Rushing To Judgment: Officers Declare Icing From Krispy Kreme Donut To Be Meth and Arrest Orlando Driver

250px-Krispy_Kreme_logo.svgThere is a bizarre case in Orlando where Daniel Rushing was arrested after a police officer declared that she recognized meth on the floor of his car from her extensive experience.  It not only turned out to be icing from Rushing’s Krispy Kreme donut but Rushing told the officers what it was when they asked.  To make matters worse, a field test registered positive for meth — another false positive in a long line of such cases.

Rushing was stopped on a clear pretext stop.  He was told that he did not come to a complete stop in exiting a 7-11 (which was under surveillance for alleged drug activity).  He was also cited for going 42 mph in a 30 mph zone — another ubiquitous violation.  In a controversial case from over twenty years ago in Whren v. United States, 517 U.S. 806, 812–13 (1996).
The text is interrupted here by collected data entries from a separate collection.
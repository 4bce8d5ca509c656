use std::collections::HashMap;
use std::sync::{Arc, Mutex};

use axum::response::Response;
use chrono::NaiveDate;
use serde_json::Value;

use crate::workflows::screening::domain::{
    Asset, Client, ClientId, Expense, Frequency, HousingCostKind, HouseholdMember, Income,
    IncomeKind, MemberId, PriorYearHousingCost, RelationshipKind, YearType,
};
use crate::workflows::screening::repository::{
    HouseholdRecord, HouseholdRepository, RepositoryError,
};
use crate::workflows::screening::{screening_router, ScreeningConfig, ScreeningEngine, ScreeningService};

pub(super) const CLIENT: &str = "client-100";

pub(super) fn as_of() -> NaiveDate {
    NaiveDate::from_ymd_opt(2025, 6, 1).expect("valid date")
}

pub(super) fn date(year: i32, month: u32, day: u32) -> NaiveDate {
    NaiveDate::from_ymd_opt(year, month, day).expect("valid date")
}

pub(super) fn client_id() -> ClientId {
    ClientId(CLIENT.to_string())
}

pub(super) fn client() -> Client {
    Client {
        id: client_id(),
        ..Client::default()
    }
}

pub(super) fn member_id(id: &str) -> MemberId {
    MemberId(id.to_string())
}

pub(super) fn engine() -> ScreeningEngine {
    ScreeningEngine::new(ScreeningConfig::default())
}

/// Working-age adult who shares meals and earns `monthly` from employment.
pub(super) fn worker(id: &str, monthly: f64) -> HouseholdMember {
    let mut member = HouseholdMember::new(id, format!("Worker {id}"));
    member.date_of_birth = Some(date(1990, 1, 15));
    member.shares_meal = true;
    if monthly > 0.0 {
        member.incomes.push(Income::new(
            monthly,
            Frequency::Monthly,
            IncomeKind::Employment,
            YearType::Current,
        ));
    }
    member
}

/// Member born on `born` with no income lines.
pub(super) fn person(id: &str, born: NaiveDate) -> HouseholdMember {
    let mut member = HouseholdMember::new(id, format!("Member {id}"));
    member.date_of_birth = Some(born);
    member
}

/// Member aged `years` (and a few months) on [`as_of`].
pub(super) fn senior(id: &str, years: i32) -> HouseholdMember {
    person(id, date(2025 - years, 3, 1))
}

pub(super) fn income(amount: f64, frequency: Frequency, kind: IncomeKind, year: YearType) -> Income {
    Income::new(amount, frequency, kind, year)
}

pub(super) fn asset(value: f64) -> Asset {
    Asset {
        value,
        description: None,
    }
}

pub(super) fn part_b_premium(monthly: f64) -> Expense {
    Expense::Medical {
        value: monthly,
        frequency: Frequency::Monthly,
        medical_type: "Medicare Part B".to_string(),
    }
}

pub(super) fn property_tax(value: f64) -> PriorYearHousingCost {
    PriorYearHousingCost {
        kind: HousingCostKind::PropertyTax,
        value,
    }
}

pub(super) fn marry(a: &mut HouseholdMember, b: &mut HouseholdMember) {
    a.relationships.insert(b.id.clone(), RelationshipKind::Spouse);
    b.relationships.insert(a.id.clone(), RelationshipKind::Spouse);
}

pub(super) fn find<'a>(members: &'a [HouseholdMember], id: &str) -> &'a HouseholdMember {
    members
        .iter()
        .find(|member| member.id.0 == id)
        .expect("member present")
}

pub(super) fn assert_close(actual: f64, expected: f64) {
    assert!(
        (actual - expected).abs() < 1e-6,
        "expected {expected}, got {actual}"
    );
}

pub(super) fn seeded_repository(members: Vec<HouseholdMember>) -> Arc<MemoryRepository> {
    let repository = MemoryRepository::default();
    repository.insert(HouseholdRecord::new(client(), members));
    Arc::new(repository)
}

pub(super) fn build_service(
    members: Vec<HouseholdMember>,
) -> (ScreeningService<MemoryRepository>, Arc<MemoryRepository>) {
    let repository = seeded_repository(members);
    let service = ScreeningService::new(repository.clone(), ScreeningConfig::default());
    (service, repository)
}

pub(super) fn router_with_service(service: ScreeningService<MemoryRepository>) -> axum::Router {
    screening_router(Arc::new(service))
}

#[derive(Default, Clone)]
pub(super) struct MemoryRepository {
    records: Arc<Mutex<HashMap<ClientId, HouseholdRecord>>>,
    saves: Arc<Mutex<usize>>,
}

impl MemoryRepository {
    pub(super) fn insert(&self, record: HouseholdRecord) {
        self.records
            .lock()
            .expect("repository mutex poisoned")
            .insert(record.client.id.clone(), record);
    }

    pub(super) fn stored(&self, client_id: &ClientId) -> Option<HouseholdRecord> {
        self.records
            .lock()
            .expect("repository mutex poisoned")
            .get(client_id)
            .cloned()
    }

    pub(super) fn save_count(&self) -> usize {
        *self.saves.lock().expect("save counter poisoned")
    }
}

impl HouseholdRepository for MemoryRepository {
    fn load_client(&self, client_id: &ClientId) -> Result<Client, RepositoryError> {
        self.stored(client_id)
            .map(|record| record.client)
            .ok_or_else(|| RepositoryError::NotFound(client_id.clone()))
    }

    fn load_household(
        &self,
        client_id: &ClientId,
    ) -> Result<Vec<HouseholdMember>, RepositoryError> {
        self.stored(client_id)
            .map(|record| record.members)
            .ok_or_else(|| RepositoryError::NotFound(client_id.clone()))
    }

    fn save_household(
        &self,
        client_id: &ClientId,
        members: Vec<HouseholdMember>,
    ) -> Result<(), RepositoryError> {
        let mut guard = self.records.lock().expect("repository mutex poisoned");
        let record = guard
            .get_mut(client_id)
            .ok_or_else(|| RepositoryError::NotFound(client_id.clone()))?;
        record.members = members;
        *self.saves.lock().expect("save counter poisoned") += 1;
        Ok(())
    }
}

/// Reads succeed but every write fails.
pub(super) struct ReadOnlyRepository {
    pub(super) inner: MemoryRepository,
}

impl HouseholdRepository for ReadOnlyRepository {
    fn load_client(&self, client_id: &ClientId) -> Result<Client, RepositoryError> {
        self.inner.load_client(client_id)
    }

    fn load_household(
        &self,
        client_id: &ClientId,
    ) -> Result<Vec<HouseholdMember>, RepositoryError> {
        self.inner.load_household(client_id)
    }

    fn save_household(
        &self,
        _client_id: &ClientId,
        _members: Vec<HouseholdMember>,
    ) -> Result<(), RepositoryError> {
        Err(RepositoryError::Unavailable("record store offline".to_string()))
    }
}

pub(super) struct UnavailableRepository;

impl HouseholdRepository for UnavailableRepository {
    fn load_client(&self, _client_id: &ClientId) -> Result<Client, RepositoryError> {
        Err(RepositoryError::Unavailable("record store offline".to_string()))
    }

    fn load_household(
        &self,
        _client_id: &ClientId,
    ) -> Result<Vec<HouseholdMember>, RepositoryError> {
        Err(RepositoryError::Unavailable("record store offline".to_string()))
    }

    fn save_household(
        &self,
        _client_id: &ClientId,
        _members: Vec<HouseholdMember>,
    ) -> Result<(), RepositoryError> {
        Err(RepositoryError::Unavailable("record store offline".to_string()))
    }
}

pub(super) async fn read_json_body(response: Response) -> Value {
    let body = axum::body::to_bytes(response.into_body(), 64 * 1024)
        .await
        .expect("read body");
    serde_json::from_slice(&body).expect("json payload")
}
The Court ruled that police could conduct a pretextual stop, such a stop for minor traffic violations, to achieve a search so long as there is probable cause or reasonable suspicion to justify a traffic stop.

Once they stopped Rushing, the officers asked to search his car and he consented.  Cpl. Shelby Riggs-Hopkins, an eight-year department veteran, she spotted “a rock like substance on the floor board where his feet were. . . I recognized through my eleven years of training and experience as a law enforcement officer the substance to be some sort of narcotic.”

That alone was dubious but then the officers said that they  did two roadside drug tests and both came back positive for the illegal substance.  Rushing was handcuffed, arrested, strip searched and jailed. Only later did a lab test show that the substance was not drugs.

Conveniently, the police department insisted that it has no data on the number of false positive from field tests.  That would seem an example of willful blindness since the department should be interested in whether it is getting false readings.  The New York Times has found that data showed that 21 percent of the time, drug evidence that was listed by local authorities as methamphetamine turned out to be wrong.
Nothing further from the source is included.